The 52-year-old Hatch had heard that college campuses were chock-full of “snowflake” students who melted down if they didn’t have the comfort of a “safe space.”
The reality turned out to be much different, Hatch explained in a recent post for Medium titled “My Semester With The Snowflakes” that has since gone viral.
Hatch said many of his friends have asked him, “How are things up there with the liberal snowflakes?” but he said he has not met one kid who fits that description.
“None of the kids I’ve met seem to think that they are ‘special’ any more than any other 18–22-year-old,” Hatch, who uses a service dog for his PTSD, wrote in the post. “These kids work their asses off. I have asked a couple of them to help me with my writing. One young woman volunteered to help me by proof-reading my ‘prose’ and, for the record, I believe she will be the President someday.”
Hatch admitted to being nervous about whether his fellow students would accept him, and found many willing to help proofread his work and thank him for his 26 years of military service.
He was especially grateful for the relationship he built with “an exceptional young woman from Chicago” who, after a police shooting, wrote a piece for the Yale Daily news expressing the importance of public demonstrations.
“She and I are polar opposites,” Hatch wrote. “I am the ‘patriarchy’ at first glance, and she is a young black woman who is keen on public protests. Not the type of soul I generally find myself in a conversation with. We come from different worlds and yet we both read classic works with open hearts and minds.”
Hatch said the experience opened his mind and also his vocabulary — such as when a female student used the word “safe space” in his presence:
I come from a place where when I hear that term, I roll my eyes into the back of my vacant skull and laugh from the bottom of my potbelly. This time, I was literally in shock.

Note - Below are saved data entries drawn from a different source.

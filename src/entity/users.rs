use sea_orm::entity::prelude::*;

#[derive(Clone, Debug, PartialEq, DeriveEntityModel)]
#[sea_orm(table_name = "users")]
pub struct Model {
    #[sea_orm(primary_key, auto_increment = false)]
    pub id: Uuid,
    #[sea_orm(unique)]
    pub email: String,
    pub password_hash: String,
    pub created_at: DateTimeWithTimeZone,
    pub role: String,
}

#[derive(Copy, Clone, Debug, EnumIter, DeriveRelation)]
pub enum Relation {
    #[sea_orm(has_many = "super::audit_logs::Entity")]
    AuditLogs,
}

impl Related<super::audit_logs::Entity> for Entity {
    fn to() -> RelationDef {
        Relation::AuditLogs.def()
    }
}

impl ActiveModelBehavior for ActiveModel {}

It hit me that what I thought a “safe space” meant, was not accurate.
This young woman, the one who used the phrase, isn’t scared of anything. She is a life-force of goodness and strength. She doesn’t need anyone to provide a comfortable environment for her. What she meant by “safe space” was that she was happy to be in an environment where difficult subjects can be discussed openly, without the risk of disrespect or harsh judgment.
Hatch explained that he began to appreciate the term when he and other students were having potentially touchy debates on topics such as “the Aristotelian idea of some humans being born as ‘natural slaves’”:
She was quite comfortable in that space. The question was, how comfortable was the 52-year-old white guy in that discussion? Did it make me uncomfortable? Yes. I’m grateful for the discomfort. Thinking about things I don’t understand or have, for most of my life, written off, is a good thing.

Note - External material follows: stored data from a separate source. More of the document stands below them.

//! Admin form descriptors.
//!
//! The admin frontend renders whatever `FieldList` the API hands it. Grids are
//! assembled from named [`GridFeature`]s through [`RelationEditorConfig`].

use serde::Serialize;
use utoipa::ToSchema;
use uuid::Uuid;

use crate::models::{Product, RelatedProduct};

#[derive(Debug, Clone, Default, PartialEq, Serialize, ToSchema)]
pub struct FieldList {
    pub tabs: Vec<Tab>,
}

#[derive(Debug, Clone, PartialEq, Serialize, ToSchema)]
pub struct Tab {
    /// Dotted path such as `Root.Main`.
    pub name: String,
    pub title: String,
    pub fields: Vec<FormField>,
}

#[derive(Debug, Clone, PartialEq, Serialize, ToSchema)]
#[serde(tag = "type", rename_all = "snake_case")]
pub enum FormField {
    Text {
        name: String,
        title: String,
        value: Option<String>,
    },
    TextArea {
        name: String,
        title: String,
        value: Option<String>,
    },
    Number {
        name: String,
        title: String,
        value: Option<i64>,
    },
    Grid(GridField),
}

impl FormField {
    pub fn name(&self) -> &str {
        match self {
            FormField::Text { name, .. }
            | FormField::TextArea { name, .. }
            | FormField::Number { name, .. } => name,
            FormField::Grid(grid) => &grid.name,
        }
    }

    pub fn as_grid(&self) -> Option<&GridField> {
        match self {
            FormField::Grid(grid) => Some(grid),
            _ => None,
        }
    }
}

impl FieldList {
    pub fn new() -> Self {
        Self::default()
    }

    pub fn is_empty(&self) -> bool {
        self.tabs.iter().all(|tab| tab.fields.is_empty())
    }

    /// Append `fields` to the tab at `path`, creating the tab with `title` if
    /// it does not exist yet. An existing tab keeps its title.
    pub fn add_fields_to_tab(&mut self, path: &str, title: impl Into<String>, fields: Vec<FormField>) {
        match self.tabs.iter_mut().find(|tab| tab.name == path) {
            Some(tab) => tab.fields.extend(fields),
            None => self.tabs.push(Tab {
                name: path.to_string(),
                title: title.into(),
                fields,
            }),
        }
    }

    pub fn tab(&self, path: &str) -> Option<&Tab> {
        self.tabs.iter().find(|tab| tab.name == path)
    }

    pub fn field(&self, name: &str) -> Option<&FormField> {
        self.tabs
            .iter()
            .flat_map(|tab| tab.fields.iter())
            .find(|field| field.name() == name)
    }
}

#[derive(Debug, Clone, PartialEq, Serialize, ToSchema)]
pub struct GridField {
    pub name: String,
    pub title: String,
    pub description: Option<String>,
    pub features: Vec<GridFeature>,
    pub rows: Vec<GridRow>,
}

impl GridField {
    pub fn has_feature(&self, kind: &str) -> bool {
        self.features.iter().any(|f| f.kind() == kind)
    }

    pub fn feature(&self, kind: &str) -> Option<&GridFeature> {
        self.features.iter().find(|f| f.kind() == kind)
    }
}

#[derive(Debug, Clone, PartialEq, Serialize, ToSchema)]
pub struct GridRow {
    pub related_product_id: Uuid,
    pub internal_item_id: String,
    pub name: String,
    pub related_title: Option<String>,
    pub related_order: i32,
}

impl From<&RelatedProduct> for GridRow {
    fn from(link: &RelatedProduct) -> Self {
        Self {
            related_product_id: link.product.id,
            internal_item_id: link.product.internal_item_id.clone(),
            name: link.product.name.clone(),
            related_title: link.related_title.clone(),
            related_order: link.related_order,
        }
    }
}

#[derive(Debug, Clone, Copy, PartialEq, Eq, Serialize, ToSchema)]
#[serde(rename_all = "snake_case")]
pub enum InputKind {
    Text,
}

#[derive(Debug, Clone, PartialEq, Serialize, ToSchema)]
pub struct EditableColumn {
    pub field: String,
    pub input: InputKind,
}

#[derive(Debug, Clone, PartialEq, Serialize, ToSchema)]
#[serde(tag = "feature", rename_all = "snake_case")]
pub enum GridFeature {
    ToolbarHeader,
    SortableHeader,
    FilterHeader,
    /// Removes the link only; the target record survives.
    UnlinkAction,
    Pagination {
        items_per_page: u32,
    },
    EditableColumns {
        columns: Vec<EditableColumn>,
    },
    AddExistingAutocompleter {
        search_fields: Vec<String>,
        results_format: String,
        results_limit: u32,
    },
    OrderableRows {
        sort_field: String,
    },
}

impl GridFeature {
    pub const TOOLBAR_HEADER: &'static str = "toolbar_header";
    pub const SORTABLE_HEADER: &'static str = "sortable_header";
    pub const FILTER_HEADER: &'static str = "filter_header";
    pub const UNLINK_ACTION: &'static str = "unlink_action";
    pub const PAGINATION: &'static str = "pagination";
    pub const EDITABLE_COLUMNS: &'static str = "editable_columns";
    pub const ADD_EXISTING_AUTOCOMPLETER: &'static str = "add_existing_autocompleter";
    pub const ORDERABLE_ROWS: &'static str = "orderable_rows";

    /// Matches the serialized `feature` tag.
    pub fn kind(&self) -> &'static str {
        match self {
            GridFeature::ToolbarHeader => Self::TOOLBAR_HEADER,
            GridFeature::SortableHeader => Self::SORTABLE_HEADER,
            GridFeature::FilterHeader => Self::FILTER_HEADER,
            GridFeature::UnlinkAction => Self::UNLINK_ACTION,
            GridFeature::Pagination { .. } => Self::PAGINATION,
            GridFeature::EditableColumns { .. } => Self::EDITABLE_COLUMNS,
            GridFeature::AddExistingAutocompleter { .. } => Self::ADD_EXISTING_AUTOCOMPLETER,
            GridFeature::OrderableRows { .. } => Self::ORDERABLE_ROWS,
        }
    }
}

pub const DEFAULT_ITEMS_PER_PAGE: u32 = 20;
pub const AUTOCOMPLETE_RESULTS_LIMIT: u32 = 20;

/// Builds the feature set of a relation grid. Each feature kind appears at
/// most once; adding a kind again replaces the earlier one in place.
#[derive(Debug, Clone, Default)]
pub struct RelationEditorConfig {
    features: Vec<GridFeature>,
}

impl RelationEditorConfig {
    pub fn new() -> Self {
        Self::default()
    }

    /// Header, filtering, unlinking and paging for a grid over a relation
    /// of existing records. Creating, editing and archiving rows are left
    /// out; callers opt into editable columns and search explicitly.
    pub fn relation_editor() -> Self {
        Self::new()
            .with(GridFeature::ToolbarHeader)
            .with(GridFeature::SortableHeader)
            .with(GridFeature::FilterHeader)
            .with(GridFeature::UnlinkAction)
            .with(GridFeature::Pagination {
                items_per_page: DEFAULT_ITEMS_PER_PAGE,
            })
    }

    pub fn with(mut self, feature: GridFeature) -> Self {
        match self.features.iter_mut().find(|f| f.kind() == feature.kind()) {
            Some(slot) => *slot = feature,
            None => self.features.push(feature),
        }
        self
    }

    pub fn with_if(self, enabled: bool, feature: GridFeature) -> Self {
        if enabled { self.with(feature) } else { self }
    }

    pub fn build(self) -> Vec<GridFeature> {
        self.features
    }
}

/// Label for an autocomplete candidate: `"<internal_item_id> - <name>"`.
pub fn candidate_label(product: &Product) -> String {
    render_results_format(CANDIDATE_FORMAT, product)
}

pub const CANDIDATE_FORMAT: &str = "{internal_item_id} - {name}";

/// Fills `{field}` placeholders in a single pass. Inserted values are never
/// scanned again; unknown placeholders are kept as written.
pub fn render_results_format(format: &str, product: &Product) -> String {
    let mut out = String::with_capacity(format.len() + product.name.len());
    let mut rest = format;
    while let Some(start) = rest.find('{') {
        let Some(len) = rest[start..].find('}') else {
            break;
        };
        let end = start + len;
        out.push_str(&rest[..start]);
        match placeholder_value(&rest[start + 1..end], product) {
            Some(value) => out.push_str(value),
            None => out.push_str(&rest[start..=end]),
        }
        rest = &rest[end + 1..];
    }
    out.push_str(rest);
    out
}

fn placeholder_value<'a>(field: &str, product: &'a Product) -> Option<&'a str> {
    match field {
        "internal_item_id" => Some(&product.internal_item_id),
        "name" => Some(&product.name),
        _ => None,
    }
}

#[cfg(test)]
mod tests {
    use super::*;
    use chrono::Utc;

    fn product(sku: &str, name: &str) -> Product {
        Product {
            id: Uuid::new_v4(),
            internal_item_id: sku.into(),
            name: name.into(),
            description: None,
            price: 0,
            stock: 1,
            created_at: Utc::now(),
        }
    }

    #[test]
    fn relation_editor_has_no_create_or_edit_affordances() {
        let features = RelationEditorConfig::relation_editor().build();
        let kinds: Vec<_> = features.iter().map(GridFeature::kind).collect();
        assert_eq!(
            kinds,
            vec![
                "toolbar_header",
                "sortable_header",
                "filter_header",
                "unlink_action",
                "pagination"
            ]
        );
    }

    #[test]
    fn adding_same_kind_replaces_in_place() {
        let features = RelationEditorConfig::relation_editor()
            .with(GridFeature::Pagination { items_per_page: 50 })
            .build();
        assert_eq!(features.len(), 5);
        assert_eq!(features[4], GridFeature::Pagination { items_per_page: 50 });
    }

    #[test]
    fn with_if_skips_disabled_features() {
        let features = RelationEditorConfig::new()
            .with_if(
                false,
                GridFeature::OrderableRows {
                    sort_field: "related_order".into(),
                },
            )
            .build();
        assert!(features.is_empty());
    }

    #[test]
    fn add_fields_to_tab_reuses_existing_tab() {
        let mut fields = FieldList::new();
        assert!(fields.is_empty());
        fields.add_fields_to_tab(
            "Root.Main",
            "Main",
            vec![FormField::Text {
                name: "name".into(),
                title: "Name".into(),
                value: None,
            }],
        );
        fields.add_fields_to_tab(
            "Root.Main",
            "Ignored",
            vec![FormField::Number {
                name: "stock".into(),
                title: "Stock".into(),
                value: Some(3),
            }],
        );
        assert_eq!(fields.tabs.len(), 1);
        let tab = fields.tab("Root.Main").unwrap();
        assert_eq!(tab.title, "Main");
        assert_eq!(tab.fields.len(), 2);
        assert!(fields.field("stock").is_some());
        assert!(!fields.is_empty());
    }

    #[test]
    fn candidate_label_joins_identifier_and_name() {
        assert_eq!(
            candidate_label(&product("FM-001", "Ferris Mug")),
            "FM-001 - Ferris Mug"
        );
    }

    #[test]
    fn candidate_label_does_not_expand_placeholders_inside_values() {
        assert_eq!(
            candidate_label(&product("SKU-{name}", "Mug")),
            "SKU-{name} - Mug"
        );
        assert_eq!(
            candidate_label(&product("FM-001", "Mug {internal_item_id}")),
            "FM-001 - Mug {internal_item_id}"
        );
    }

    #[test]
    fn results_format_keeps_unknown_and_unclosed_placeholders() {
        let p = product("FM-001", "Ferris Mug");
        assert_eq!(
            render_results_format("{name} ({price}) {internal_item_id", &p),
            "Ferris Mug ({price}) {internal_item_id"
        );
    }

    #[test]
    fn features_serialize_with_kind_tag() {
        let json = serde_json::to_value(GridFeature::OrderableRows {
            sort_field: "related_order".into(),
        })
        .unwrap();
        assert_eq!(json["feature"], "orderable_rows");
        assert_eq!(json["sort_field"], "related_order");
    }
}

Hatch confessed that before he began the semester he looked for reasons to disregard the opinions of those he didn’t respect and “discounted the ideas of people I felt like hadn’t earned the right to share what was in their mind.”
Now, Hatch says the real “snowflakes” are “the poor souls who never take the opportunity to discuss ideas in a group of people who will very likely respectfully disagree with them.”
Hatch ended the article by declaring solidarity with his fellow students by calling himself “a snowflake with a Purple Heart.”
Read Hatch’s piece at Medium.com.
Disclosure: Hatch is a relative of a HuffPost reporter, who was not involved in the creation of this article.